Currently more than 47.5 million people of the world have been diagnosed with dementia and this number is expected to reach 75.6 million by 2030 and more than triple by 2050.
Dementia is a severe burden not only for the patient themselves, but their caregivers and families. Nowadays, most countries of the world still lack attention and understanding of dementia. (WHO 2015)
Dementia and Alzheimer’s disease are widespread – in the USA every 68 seconds a person is transferred from the diagnostic group of mild cognitive disorders and is diagnosed with a type of dementia. Based on autopsy data, Alzheimer’s disease is the third most common type of dementia.
Not every loss of memory or dementia is associated with Alzheimer’s disease.
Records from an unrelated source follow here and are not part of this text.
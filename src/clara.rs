//! CLaRa optimization pipeline: compress on write, reason on read.
//!
//! Both stages are best-effort text transforms backed by a
//! [`TextGenerator`]. A stage never fails its caller: any generator error,
//! empty output, or missing generator leaves the input untouched.

use std::sync::atomic::{AtomicBool, Ordering};
use std::sync::Arc;

use tracing::{debug, warn};

use crate::generation::TextGenerator;

/// Instruction used by the compression stage when none is configured.
pub const DEFAULT_COMPRESSION_PROMPT: &str = "Compress the following memory into one dense, \
self-contained statement. Keep every name, number, date and fact; drop filler and pleasantries. \
Reply with the compressed text only.";

/// Marker phrase every default reasoning prompt starts with.
pub const REASONING_MARKER: &str = "Rewrite the following query";

/// Instruction used by the reasoning stage when none is configured.
pub const DEFAULT_REASONING_PROMPT: &str = "Rewrite the following query into a richer search key \
for semantic memory retrieval. Resolve vague references, spell out the underlying intent and add \
closely related terms. Reply with the rewritten query only.";

/// One optional generator-backed transform.
struct Stage {
    label: &'static str,
    enabled: bool,
    instruction: String,
    generator: Option<Arc<dyn TextGenerator>>,
    warned: AtomicBool,
}

impl Stage {
    fn new(
        label: &'static str,
        enabled: bool,
        instruction: Option<String>,
        default_instruction: &str,
        generator: Option<Arc<dyn TextGenerator>>,
    ) -> Self {
        Self {
            label,
            enabled,
            instruction: instruction.unwrap_or_else(|| default_instruction.to_string()),
            generator,
            warned: AtomicBool::new(false),
        }
    }

    /// `Some(transformed)` on success, `None` when the input should be used as is.
    async fn apply(&self, text: &str) -> Option<String> {
        if !self.enabled {
            return None;
        }
        let Some(generator) = &self.generator else {
            if !self.warned.swap(true, Ordering::Relaxed) {
                warn!(
                    stage = self.label,
                    "stage enabled but no generator configured; passing text through"
                );
            }
            return None;
        };

        let prompt = format!("{}\n\n{}", self.instruction, text);
        match generator.generate(&prompt).await {
            Ok(output) => {
                let output = output.trim();
                if output.is_empty() {
                    warn!(stage = self.label, generator = generator.name(), "generator returned empty text, using input");
                    None
                } else {
                    debug!(stage = self.label, input_len = text.len(), output_len = output.len(), "stage applied");
                    Some(output.to_string())
                }
            }
            Err(e) => {
                warn!(stage = self.label, generator = generator.name(), error = %e, "stage failed, using input");
                None
            }
        }
    }
}

/// Write-path stage: replaces content with a denser surrogate before indexing.
pub struct CompressionStage(Stage);

impl CompressionStage {
    pub fn new(
        enabled: bool,
        instruction: Option<String>,
        generator: Option<Arc<dyn TextGenerator>>,
    ) -> Self {
        Self(Stage::new(
            "compression",
            enabled,
            instruction,
            DEFAULT_COMPRESSION_PROMPT,
            generator,
        ))
    }

    pub fn is_enabled(&self) -> bool {
        self.0.enabled
    }

    /// The compressed text, or `None` when the original should be indexed.
    pub async fn compress(&self, content: &str) -> Option<String> {
        self.0.apply(content).await
    }
}

/// Read-path stage: rewrites a query into a richer search key.
pub struct ReasoningStage(Stage);

impl ReasoningStage {
    pub fn new(
        enabled: bool,
        instruction: Option<String>,
        generator: Option<Arc<dyn TextGenerator>>,
    ) -> Self {
        Self(Stage::new(
            "reasoning",
            enabled,
            instruction,
            DEFAULT_REASONING_PROMPT,
            generator,
        ))
    }

    pub fn is_enabled(&self) -> bool {
        self.0.enabled
    }

    /// The effective search key: the rewritten query, or `query` itself.
    pub async fn reason(&self, query: &str) -> String {
        self.0
            .apply(query)
            .await
            .unwrap_or_else(|| query.to_string())
    }
}

/// Both stages, as held by the orchestrator.
pub struct Clara {
    pub compression: CompressionStage,
    pub reasoning: ReasoningStage,
}

impl Clara {
    pub fn new(compression: CompressionStage, reasoning: ReasoningStage) -> Self {
        Self {
            compression,
            reasoning,
        }
    }
}
//! Supabase-style backend over HTTP
//!
//! - Rows: PostgREST under `/rest/v1`
//! - Objects: storage API under `/storage/v1`
//! - Auth: OAuth authorize endpoint under `/auth/v1`

use async_trait::async_trait;
use bytes::Bytes;
use reqwest::header::{HeaderValue, AUTHORIZATION, CONTENT_LENGTH, CONTENT_TYPE};
use reqwest::{Response, Url};
use serde::Deserialize;
use std::time::Duration;
use tokio::sync::RwLock;

use super::{
    AuthProvider, BackendError, NewSongRow, ObjectStore, ProgressFn, RowStore, SignedUploadTarget,
    SongRow, SongUrlPatch,
};
use crate::form::FileSelection;

const USER_AGENT: &str = concat!("songdrop/", env!("CARGO_PKG_VERSION"));

/// Upload body chunk size; one progress callback per chunk
const UPLOAD_CHUNK_BYTES: usize = 64 * 1024;

/// Highest percentage reported before the storage server accepts the upload
const PRE_RESPONSE_PROGRESS_CAP: u8 = 99;

#[derive(Debug, Deserialize)]
struct SignedUploadResponse {
    url: String,
    #[serde(default)]
    token: Option<String>,
}

/// HTTP client for a Supabase project
///
/// `request_timeout` bounds row and signing calls. Uploads are only bounded
/// by the connect timeout, since their duration scales with file size.
pub struct SupabaseBackend {
    http_client: reqwest::Client,
    base_url: String,
    request_timeout: Duration,
    api_key: String,
    access_token: RwLock<Option<String>>,
}

impl SupabaseBackend {
    /// `base_url` is the project URL, e.g. `https://xyz.supabase.co`
    pub fn new(base_url: &str, api_key: &str, timeout: Duration) -> Result<Self, BackendError> {
        let base_url = base_url.trim().trim_end_matches('/').to_string();
        Url::parse(&base_url).map_err(|e| BackendError::InvalidUrl(format!("{}: {}", base_url, e)))?;

        let http_client = reqwest::Client::builder()
            .user_agent(USER_AGENT)
            .connect_timeout(timeout)
            .build()
            .map_err(|e| BackendError::Network(e.to_string()))?;

        Ok(Self {
            http_client,
            base_url,
            request_timeout: timeout,
            api_key: api_key.to_string(),
            access_token: RwLock::new(None),
        })
    }

    pub fn base_url(&self) -> &str {
        &self.base_url
    }

    fn rest_url(&self, table: &str) -> String {
        format!("{}/rest/v1/{}", self.base_url, table)
    }

    fn storage_url(&self, suffix: &str) -> String {
        format!("{}/storage/v1{}", self.base_url, suffix)
    }

    /// `apikey` plus bearer token (session token when signed in)
    async fn authorized(&self, request: reqwest::RequestBuilder) -> reqwest::RequestBuilder {
        let bearer = self
            .access_token
            .read()
            .await
            .clone()
            .unwrap_or_else(|| self.api_key.clone());
        request
            .header("apikey", &self.api_key)
            .header(AUTHORIZATION, format!("Bearer {}", bearer))
    }

    async fn send(&self, request: reqwest::RequestBuilder) -> Result<Response, BackendError> {
        let response = request
            .send()
            .await
            .map_err(|e| BackendError::Network(e.to_string()))?;

        let status = response.status();
        if !status.is_success() {
            let message = response.text().await.unwrap_or_default();
            return Err(BackendError::Api {
                status: status.as_u16(),
                message,
            });
        }
        Ok(response)
    }
}

#[async_trait]
impl AuthProvider for SupabaseBackend {
    fn sign_in_url(
        &self,
        provider: &str,
        redirect_to: Option<&str>,
    ) -> Result<String, BackendError> {
        let authorize = format!("{}/auth/v1/authorize", self.base_url);
        let mut params = vec![("provider", provider)];
        if let Some(redirect_to) = redirect_to {
            params.push(("redirect_to", redirect_to));
        }
        let url = Url::parse_with_params(&authorize, &params)
            .map_err(|e| BackendError::InvalidUrl(e.to_string()))?;
        Ok(url.to_string())
    }

    async fn set_access_token(&self, token: Option<String>) {
        *self.access_token.write().await = token;
    }

    async fn has_session(&self) -> bool {
        self.access_token.read().await.is_some()
    }
}

#[async_trait]
impl RowStore for SupabaseBackend {
    async fn insert(&self, table: &str, record: &NewSongRow) -> Result<SongRow, BackendError> {
        let request = self
            .http_client
            .post(self.rest_url(table))
            .timeout(self.request_timeout)
            .header("Prefer", "return=representation")
            .json(record);
        let response = self.send(self.authorized(request).await).await?;

        let rows: Vec<SongRow> = response
            .json()
            .await
            .map_err(|e| BackendError::Parse(e.to_string()))?;

        rows.into_iter()
            .next()
            .ok_or_else(|| BackendError::Parse("Insert returned no rows".to_string()))
    }

    async fn update(
        &self,
        table: &str,
        patch: &SongUrlPatch,
        id: i64,
    ) -> Result<(), BackendError> {
        let request = self
            .http_client
            .patch(self.rest_url(table))
            .timeout(self.request_timeout)
            .query(&[("id", format!("eq.{}", id))])
            .header("Prefer", "return=minimal")
            .json(patch);
        self.send(self.authorized(request).await).await?;
        Ok(())
    }
}

#[async_trait]
impl ObjectStore for SupabaseBackend {
    async fn create_signed_upload_target(
        &self,
        bucket: &str,
        path: &str,
    ) -> Result<SignedUploadTarget, BackendError> {
        let request = self
            .http_client
            .post(self.storage_url(&format!("/object/upload/sign/{}/{}", bucket, path)))
            .timeout(self.request_timeout)
            .json(&serde_json::json!({}));
        let response = self.send(self.authorized(request).await).await?;

        let signed: SignedUploadResponse = response
            .json()
            .await
            .map_err(|e| BackendError::Parse(e.to_string()))?;

        // The storage API answers with a path relative to /storage/v1
        let url = if signed.url.starts_with("http://") || signed.url.starts_with("https://") {
            signed.url
        } else {
            self.storage_url(&signed.url)
        };
        let parsed = Url::parse(&url).map_err(|e| BackendError::InvalidUrl(e.to_string()))?;
        let token = signed.token.or_else(|| {
            parsed
                .query_pairs()
                .find(|(key, _)| key == "token")
                .map(|(_, value)| value.into_owned())
        });

        Ok(SignedUploadTarget {
            bucket: bucket.to_string(),
            path: path.to_string(),
            url,
            token,
        })
    }

    fn public_url(&self, bucket: &str, path: &str) -> String {
        self.storage_url(&format!("/object/public/{}/{}", bucket, path))
    }

    async fn upload(
        &self,
        target: &SignedUploadTarget,
        file: &FileSelection,
        progress: ProgressFn,
    ) -> Result<(), BackendError> {
        let total = file.size();
        progress(0);

        let body = reqwest::Body::wrap_stream(progress_stream(
            file.data.clone(),
            UPLOAD_CHUNK_BYTES,
            progress.clone(),
        ));
        let content_type = HeaderValue::from_str(&file.content_type)
            .map_err(|e| BackendError::Parse(format!("Invalid content type: {}", e)))?;

        let request = self
            .http_client
            .put(&target.url)
            .header(CONTENT_TYPE, content_type)
            .header(CONTENT_LENGTH, total)
            .header("x-upsert", "false")
            .body(body);
        self.send(self.authorized(request).await).await?;

        progress(100);
        Ok(())
    }
}

/// Percentage of `sent` out of `total`; an empty payload counts as complete
pub(crate) fn percent_of(sent: usize, total: usize) -> u8 {
    if total == 0 {
        return 100;
    }
    ((sent.min(total) as u64 * 100) / total as u64) as u8
}

/// Split `data` into chunks, calling `progress` as each chunk is pulled
///
/// Reports at most [`PRE_RESPONSE_PROGRESS_CAP`]; the caller reports 100 once
/// the server has accepted the body.
fn progress_stream(
    data: Bytes,
    chunk_size: usize,
    progress: ProgressFn,
) -> impl futures::Stream<Item = Result<Bytes, std::io::Error>> + Send + Sync + 'static {
    let total = data.len();
    let chunks: Vec<Bytes> = (0..total)
        .step_by(chunk_size.max(1))
        .map(|start| data.slice(start..(start + chunk_size).min(total)))
        .collect();

    let mut sent = 0usize;
    futures::stream::iter(chunks.into_iter().map(move |chunk| {
        sent += chunk.len();
        progress(percent_of(sent, total).min(PRE_RESPONSE_PROGRESS_CAP));
        Ok(chunk)
    }))
}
Optimal disease management depends on differential diagnostics: mild cognitive disorders, Alzheimer’s disease, dementia with Levi bodies, vascular dementia, primarily progressing aphasia, frontotemporal dementia, progressive supranuclear paralysis, corticobasal degeneration, normal pressure hydrocephalus, Creutzfeldt–Jakob disease and chronic traumatic encephalopathy.
Methods of clinical, laboratory and imaging diagnostics are highly suitable to provide evidence for this, sometimes complicated, process of differential diagnostics of memory disorders.